• **Task**:
Go through the entries, filter for the word "Signs", and copy every line that has it.

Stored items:
//! Session token signing and verification (HS256).

use chrono::{DateTime, Utc};
use jsonwebtoken::errors::ErrorKind as JwtErrorKind;
use jsonwebtoken::{Algorithm, DecodingKey, EncodingKey, Header, Validation, decode, decode_header, encode};
use thiserror::Error;

use storefront_core::config::{AuthConfig, MAX_SESSION_TTL_MINUTES};
use storefront_core::error::AppError;
use storefront_entity::user::Role;

use super::claims::Claims;

/// Why an untrusted token was rejected.
///
/// Every variant is an ordinary return value; nothing about a bad token is
/// fatal to the caller.
#[derive(Debug, Clone, Copy, PartialEq, Eq, Error)]
pub enum VerificationError {
    /// The token is not shaped like a signed credential: it lacks three
    /// non-empty base64url segments, or a correctly signed payload does not
    /// hold the expected claims.
    #[error("session token is malformed")]
    Malformed,
    /// The signature does not match the server secret. Any change to a
    /// well-shaped token, header included, lands here.
    #[error("session token signature is invalid")]
    SignatureInvalid,
    /// The credential is past its expiry.
    #[error("session token has expired")]
    Expired,
}

/// Signs and verifies session credentials with the process-wide secret.
#[derive(Clone)]
pub struct TokenCodec {
    /// HMAC secret key for signing.
    encoding_key: EncodingKey,
    /// HMAC secret key for verification.
    decoding_key: DecodingKey,
    /// Signature validation settings; expiry is checked separately.
    validation: Validation,
    /// Lifetime of freshly issued tokens.
    ttl: chrono::Duration,
}

impl std::fmt::Debug for TokenCodec {
    fn fmt(&self, f: &mut std::fmt::Formatter<'_>) -> std::fmt::Result {
        f.debug_struct("TokenCodec")
            .field("algorithm", &Algorithm::HS256)
            .field("ttl_minutes", &self.ttl.num_minutes())
            .finish()
    }
}

impl TokenCodec {
    /// Creates a codec from auth configuration.
    ///
    /// The TTL is capped at [`MAX_SESSION_TTL_MINUTES`]; configuration
    /// validation rejects larger values before this point.
    pub fn new(config: &AuthConfig) -> Self {
        let mut validation = Validation::new(Algorithm::HS256);
        // Expiry is compared against an explicit clock in `verify_at`.
        validation.validate_exp = false;
        validation.leeway = 0;
        validation.set_required_spec_claims(&["exp", "sub"]);

        Self {
            encoding_key: EncodingKey::from_secret(config.session_secret.as_bytes()),
            decoding_key: DecodingKey::from_secret(config.session_secret.as_bytes()),
            validation,
            ttl: session_ttl(config.session_ttl_minutes),
        }
    }

    /// Builds claims for a freshly signed-in user, valid from now for the configured TTL.
    pub fn issue(&self, user_id: &str, email: &str, name: Option<&str>, role: Role) -> Claims {
        self.issue_at(user_id, email, name, role, Utc::now())
    }

    /// Builds claims as if issued at `issued_at`.
    pub fn issue_at(
        &self,
        user_id: &str,
        email: &str,
        name: Option<&str>,
        role: Role,
        issued_at: DateTime<Utc>,
    ) -> Claims {
        Claims {
            sub: user_id.to_string(),
            email: email.to_string(),
            name: name.map(str::to_string),
            role,
            iat: issued_at.timestamp(),
            exp: (issued_at + self.ttl).timestamp(),
        }
    }

    /// Signs the claims into a compact token string.
    ///
    /// Deterministic: equal claims under the same secret yield the same token.
    pub fn sign(&self, claims: &Claims) -> Result<String, AppError> {
        encode(&Header::new(Algorithm::HS256), claims, &self.encoding_key)
            .map_err(|e| AppError::internal(format!("Failed to sign session token: {e}")))
    }

    /// Verifies a token against the current time.
    pub fn verify(&self, token: &str) -> Result<Claims, VerificationError> {
        self.verify_at(token, Utc::now())
    }

    /// Verifies a token as of `now`.
    ///
    /// Checks structure, then signature, then expiry. A token that fails
    /// more than one check reports the first failure.
    pub fn verify_at(&self, token: &str, now: DateTime<Utc>) -> Result<Claims, VerificationError> {
        let segments: Vec<&str> = token.split('.').collect();
        if segments.len() != 3 || !segments.iter().all(|s| is_base64url(s)) {
            return Err(VerificationError::Malformed);
        }

        // The header is covered by the signature, so an unreadable header on
        // a well-shaped token is a forgery rather than a shape fault.
        let header = decode_header(token).map_err(|_| VerificationError::SignatureInvalid)?;
        if header.alg != Algorithm::HS256 {
            return Err(VerificationError::SignatureInvalid);
        }

        let claims = decode::<Claims>(token, &self.decoding_key, &self.validation)
            .map(|data| data.claims)
            .map_err(|e| classify(e.kind()))?;

        if claims.is_expired_at(now) {
            return Err(VerificationError::Expired);
        }

        Ok(claims)
    }
}

fn session_ttl(minutes: u64) -> chrono::Duration {
    let minutes = minutes.min(MAX_SESSION_TTL_MINUTES) as i64;
    chrono::Duration::try_minutes(minutes).unwrap_or(chrono::Duration::MAX)
}

fn is_base64url(segment: &str) -> bool {
    !segment.is_empty()
        && segment
            .bytes()
            .all(|b| b.is_ascii_alphanumeric() || b == b'-' || b == b'_')
}

/// Maps a decoder failure onto the verification taxonomy.
///
/// The signature is checked before the payload is decoded, so base64 damage
/// reaching this point sits in the signature segment.
fn classify(kind: &JwtErrorKind) -> VerificationError {
    match kind {
        JwtErrorKind::ExpiredSignature => VerificationError::Expired,
        JwtErrorKind::InvalidToken
        | JwtErrorKind::Json(_)
        | JwtErrorKind::Utf8(_)
        | JwtErrorKind::MissingRequiredClaim(_) => VerificationError::Malformed,
        _ => VerificationError::SignatureInvalid,
    }
}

• **Solution to the exercise**:
/// Signs and verifies session credentials with the process-wide secret.
    /// Signs the claims into a compact token string.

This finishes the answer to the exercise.